Leandro Donatti
O Tribunal de Contas do Estado do Paraná quer que o ex-secretário estadual de Educação e hoje secretário estadual de Ciência e Tecnologia, Ramiro Wahrhaftig, devolva importância calculada em aproximadamente R$ 9 milhões aos cofres públicos. A decisão foi tomada anteontem à noite, durante sessão do Tribunal. Os conselheiros pediram o ressarcimento imediato por considerarem ilegais as contratações de funcionários feitas pela Secretaria, no período de 1995 a 1996, sem a realização de necessário concurso público. A decisão tomada pelo Tribunal não é definitiva e a legislação permite que o secretário interponha recurso para se defender.

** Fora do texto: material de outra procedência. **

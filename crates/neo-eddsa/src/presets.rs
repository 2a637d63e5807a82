//! Jubjub over the BLS12-381 scalar field.
//!
//! `-x² + y² = 1 + d·x²·y²` with `d = -(10240/10241)`, cofactor 8. The
//! base point is the prime-order subgroup generator of the `jubjub` crate
//! and the subgroup order is the modulus of `jubjub::Fr`.

use bls12_381::Scalar;
use ff::{Field, PrimeField, PrimeFieldBits};
use group::Group;
use jubjub::{AffinePoint, ExtendedPoint, Fr, SubgroupPoint};

use crate::curve::{CurveParams, EdwardsPoint};
use crate::error::ParamsError;
use crate::params::{EdDsaParams, HashConfig, ValidityPolicy};

/// Width of a reduced Jubjub scalar.
pub const JUBJUB_SCALAR_BITS: usize = Fr::NUM_BITS as usize;

pub const JUBJUB_MAX_MESSAGE_BITS: usize = 1 << 16;

pub fn jubjub_curve() -> Result<CurveParams<Scalar>, ParamsError> {
    let inv: Option<Scalar> = Scalar::from(10241u64).invert().into();
    let inv = inv.ok_or(ParamsError::Invalid("10241 is not invertible"))?;
    let d = -(Scalar::from(10240u64) * inv);

    let generator = AffinePoint::from(ExtendedPoint::from(SubgroupPoint::generator()));
    let order = Fr::char_le_bits()
        .iter()
        .by_vals()
        .take(JUBJUB_SCALAR_BITS)
        .collect();

    Ok(CurveParams {
        a: -Scalar::ONE,
        d,
        base: EdwardsPoint::new(generator.get_u(), generator.get_v()),
        order: Some(order),
    })
}

pub fn jubjub(validity: ValidityPolicy) -> Result<EdDsaParams<Scalar>, ParamsError> {
    jubjub_with_hash(&HashConfig::default(), validity)
}

pub fn jubjub_with_hash(
    hash: &HashConfig,
    validity: ValidityPolicy,
) -> Result<EdDsaParams<Scalar>, ParamsError> {
    EdDsaParams::new(
        jubjub_curve()?,
        hash,
        JUBJUB_SCALAR_BITS,
        JUBJUB_MAX_MESSAGE_BITS,
        validity,
    )
}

Para os conselheiros que atuaram na formação da sentença, Wahrhaftig burlou a Constituição Federal ao delegar a dez Adejas (associações de Diretores de Escolas Públicas e Educação de Jovens e Adultos da Rede Estadual) contratações em todo o Estado. Pelo relatório aprovado na terça-feira, foram admitidos ilegalmente 150 assistentes administrativos e 250 auxiliares de serviços gerais em 1995, o que movimentou aproximadamente R$ 2,8 milhões em salários. Em 1996, foram contratados mais 400 pessoas, com a utilização do mesmo procedimento, o que custou R$ 6,01 milhões. Além do ressarcimento do dinheiro dispendido com salários, o TC impugnou os contratos, tornando-os sem valor.
No entendimento dos conselheiros, a manutenção dos contratos firmados no perído, sem a realização de concurso público, pode desencadear uma onda de ações trabalhistas contra o governo do Paraná. João Féder, responsável pela 4ª Inspetoria de Controle Externo, que investigou os contratos firmados pela Secretaria de Educação no período em que Wahrhaftig, diz que o envolvimento do próprio governo em alguns comandos das adejas agrava a situação.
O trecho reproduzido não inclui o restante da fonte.